┌──

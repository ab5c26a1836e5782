use clap::Subcommand;

/// Admin triage commands.
#[derive(Clone, Debug, Subcommand)]
pub enum AdminCommands {
    /// Start an admin session.
    Login,
    /// End the admin session.
    Logout,
    /// List all suggestions, newest first.
    List {
        /// Only suggestions with this status (case-insensitive)
        #[arg(long)]
        status: Option<String>,
        #[arg(long)]
        limit: Option<u32>,
    },
    /// Get a suggestion by ID.
    Get { id: String },
    /// Respond to a suggestion and set its status.
    Respond {
        id: String,
        #[arg(long)]
        response: String,
        /// New status (defaults to the current one)
        #[arg(long)]
        status: Option<String>,
    },
    /// Change a suggestion's status, keeping any response.
    Status { id: String, status: String },
    /// Delete a suggestion.
    Delete {
        id: String,
        /// Confirm the deletion
        #[arg(long)]
        yes: bool,
    },
    /// Replace all suggestions with sample data.
    Seed {
        /// Confirm replacing existing suggestions
        #[arg(long)]
        yes: bool,
    },
}
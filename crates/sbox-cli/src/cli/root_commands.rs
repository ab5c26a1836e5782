use clap::{Args, Subcommand, ValueEnum};

use crate::cli::subcommands::AdminCommands;

/// Top-level command tree.
#[derive(Clone, Debug, Subcommand)]
pub enum Commands {
    /// Submit a suggestion.
    Submit(SubmitArgs),
    /// Show the newest suggestions.
    Feed,
    /// Totals across all suggestions.
    Stats,
    /// Print the JSON Schema of a response type.
    Schema(SchemaArgs),
    /// Administrator triage (requires `admin login`).
    Admin {
        #[command(subcommand)]
        action: AdminCommands,
    },
}

#[derive(Clone, Debug, Args)]
pub struct SubmitArgs {
    /// Suggestion text; longer input is cut to `feed.max_chars`
    #[arg(long)]
    pub text: String,
    /// Department (defaults to General)
    #[arg(long)]
    pub department: Option<String>,
    /// Category tag (defaults to Other)
    #[arg(long)]
    pub tag: Option<String>,
}

#[derive(Clone, Debug, Args)]
pub struct SchemaArgs {
    #[arg(value_enum, default_value = "suggestion")]
    pub type_name: SchemaType,
}

#[derive(Clone, Copy, Debug, Eq, PartialEq, ValueEnum)]
pub enum SchemaType {
    Suggestion,
    Feed,
    Stats,
    Session,
    Delete,
}
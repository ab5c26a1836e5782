use std::collections::BTreeMap;
use std::io::Write;
use std::path::{Path, PathBuf};

use tempfile::NamedTempFile;

use super::StorageAdapter;
use crate::error::StoreError;

/// File-backed store: one JSON object mapping keys to string values.
///
/// Every read loads the file fresh and every write replaces the whole file
/// through a sibling temp file and an atomic rename, so a reader observes
/// either the previous content or the new content. Concurrent writers are
/// last-write-wins.
#[derive(Debug, Clone)]
pub struct FileStorage {
    path: PathBuf,
}

impl FileStorage {
    /// Point at `path`. The file is created lazily on the first write.
    #[must_use]
    pub fn open(path: impl Into<PathBuf>) -> Self {
        Self { path: path.into() }
    }

    #[must_use]
    pub fn path(&self) -> &Path {
        &self.path
    }

    fn read_entries(&self) -> Result<BTreeMap<String, String>, StoreError> {
        let raw = match std::fs::read_to_string(&self.path) {
            Ok(raw) => raw,
            Err(e) if e.kind() == std::io::ErrorKind::NotFound => return Ok(BTreeMap::new()),
            Err(e) => return Err(e.into()),
        };
        if raw.trim().is_empty() {
            return Ok(BTreeMap::new());
        }
        Ok(serde_json::from_str(&raw)?)
    }

    fn write_entries(&self, entries: &BTreeMap<String, String>) -> Result<(), StoreError> {
        let dir = match self.path.parent() {
            Some(parent) if !parent.as_os_str().is_empty() => parent.to_path_buf(),
            _ => PathBuf::from("."),
        };
        std::fs::create_dir_all(&dir)?;

        let mut tmp = NamedTempFile::new_in(&dir)?;
        serde_json::to_writer_pretty(&mut tmp, entries)?;
        tmp.write_all(b"\n")?;
        tmp.as_file().sync_all()?;
        tmp.persist(&self.path).map_err(|e| e.error)?;
        tracing::trace!(path = %self.path.display(), keys = entries.len(), "storage file written");
        Ok(())
    }
}

impl StorageAdapter for FileStorage {
    fn get_raw(&self, key: &str) -> Result<Option<String>, StoreError> {
        Ok(self.read_entries()?.remove(key))
    }

    fn set_raw(&mut self, key: &str, value: &str) -> Result<(), StoreError> {
        let mut entries = self.read_entries()?;
        entries.insert(key.to_string(), value.to_string());
        self.write_entries(&entries)
    }

    fn remove(&mut self, key: &str) -> Result<(), StoreError> {
        let mut entries = self.read_entries()?;
        if entries.remove(key).is_some() {
            self.write_entries(&entries)?;
        }
        Ok(())
    }

    fn keys(&self) -> Result<Vec<String>, StoreError> {
        Ok(self.read_entries()?.into_keys().collect())
    }
}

└──

• **WHAT THIS TASK INVOLVES**
In the data above, find the line that contains "#[command(subcommand)]" and the line that contains "pub fn open(path: impl". Repeat exactly those lines and every line between them, and only those.

• **REPLY TO THE TASK**
        #[command(subcommand)]
        action: AdminCommands,
    },
}

#[derive(Clone, Debug, Args)]
pub struct SubmitArgs {
    /// Suggestion text; longer input is cut to `feed.max_chars`
    #[arg(long)]
    pub text: String,
    /// Department (defaults to General)
    #[arg(long)]
    pub department: Option<String>,
    /// Category tag (defaults to Other)
    #[arg(long)]
    pub tag: Option<String>,
}

#[derive(Clone, Debug, Args)]
pub struct SchemaArgs {
    #[arg(value_enum, default_value = "suggestion")]
    pub type_name: SchemaType,
}

#[derive(Clone, Copy, Debug, Eq, PartialEq, ValueEnum)]
pub enum SchemaType {
    Suggestion,
    Feed,
    Stats,
    Session,
    Delete,
}
repository ab5c26a1836e5782
use std::collections::BTreeMap;
use std::io::Write;
use std::path::{Path, PathBuf};

use tempfile::NamedTempFile;

use super::StorageAdapter;
use crate::error::StoreError;

/// File-backed store: one JSON object mapping keys to string values.
///
/// Every read loads the file fresh and every write replaces the whole file
/// through a sibling temp file and an atomic rename, so a reader observes
/// either the previous content or the new content. Concurrent writers are
/// last-write-wins.
#[derive(Debug, Clone)]
pub struct FileStorage {
    path: PathBuf,
}

impl FileStorage {
    /// Point at `path`. The file is created lazily on the first write.
    #[must_use]
    pub fn open(path: impl Into<PathBuf>) -> Self {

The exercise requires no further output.